To do: Your task is to retype, exactly and with nothing else, every line from the one containing "that ignores everything" to the end of the listing.

━━━ Records ━━━

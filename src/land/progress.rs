//! Progress reporting for landing

use super::PrInfo;
use async_trait::async_trait;

/// Where a PR is in the landing sequence
#[derive(Debug, Clone, Copy, PartialEq, Eq)]
pub enum LandingState {
    /// Not started
    Planned,
    /// Waiting for a mergeability verdict
    CheckingMergeability,
    /// Waiting for CI
    WaitingChecks,
    /// Merge requested (or queued through auto-merge)
    Merging,
    /// Repointing the next PR at trunk
    UpdatingBase,
    /// Rebasing the remaining PRs after a conflict
    ConflictRecovery,
    /// Deleting the merged head branch
    BranchCleanup,
    /// Merged and cleaned up
    Landed,
}

impl std::fmt::Display for LandingState {
    fn fmt(&self, f: &mut std::fmt::Formatter<'_>) -> std::fmt::Result {
        let label = match self {
            Self::Planned => "planned",
            Self::CheckingMergeability => "checking mergeability",
            Self::WaitingChecks => "waiting for checks",
            Self::Merging => "merging",
            Self::UpdatingBase => "updating base",
            Self::ConflictRecovery => "recovering from conflict",
            Self::BranchCleanup => "cleaning up branch",
            Self::Landed => "landed",
        };
        f.write_str(label)
    }
}

/// How a step ended
#[derive(Debug, Clone, PartialEq, Eq)]
pub enum StepOutcome {
    /// Step succeeded
    Done(String),
    /// Step failed but landing continues
    Warning(String),
    /// Step failed and landing stops
    Failed(String),
}

/// Callback for landing progress
#[async_trait]
pub trait ProgressCallback: Send + Sync {
    /// Called when work on a PR starts (`index` is zero-based)
    async fn on_pr_start(&self, index: usize, total: usize, pr: &PrInfo);

    /// Called when a PR moves to a new state
    async fn on_state(&self, pr_number: u64, state: LandingState);

    /// Called when a long-running step starts
    async fn on_step_start(&self, message: &str);

    /// Called when the current step finishes
    async fn on_step_finish(&self, outcome: StepOutcome);

    /// Called for informational messages
    async fn on_message(&self, message: &str);
}

/// Progress callback that ignores everything
#[derive(Debug, Clone, Copy, Default)]
pub struct NoopProgress;

#[async_trait]
impl ProgressCallback for NoopProgress {
    async fn on_pr_start(&self, _index: usize, _total: usize, _pr: &PrInfo) {}
    async fn on_state(&self, _pr_number: u64, _state: LandingState) {}
    async fn on_step_start(&self, _message: &str) {}
    async fn on_step_finish(&self, _outcome: StepOutcome) {}
    async fn on_message(&self, _message: &str) {}
}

━━━

Response area:
/// Progress callback that ignores everything
#[derive(Debug, Clone, Copy, Default)]
pub struct NoopProgress;

#[async_trait]
impl ProgressCallback for NoopProgress {
    async fn on_pr_start(&self, _index: usize, _total: usize, _pr: &PrInfo) {}
    async fn on_state(&self, _pr_number: u64, _state: LandingState) {}
    async fn on_step_start(&self, _message: &str) {}
    async fn on_step_finish(&self, _outcome: StepOutcome) {}
    async fn on_message(&self, _message: &str) {}
}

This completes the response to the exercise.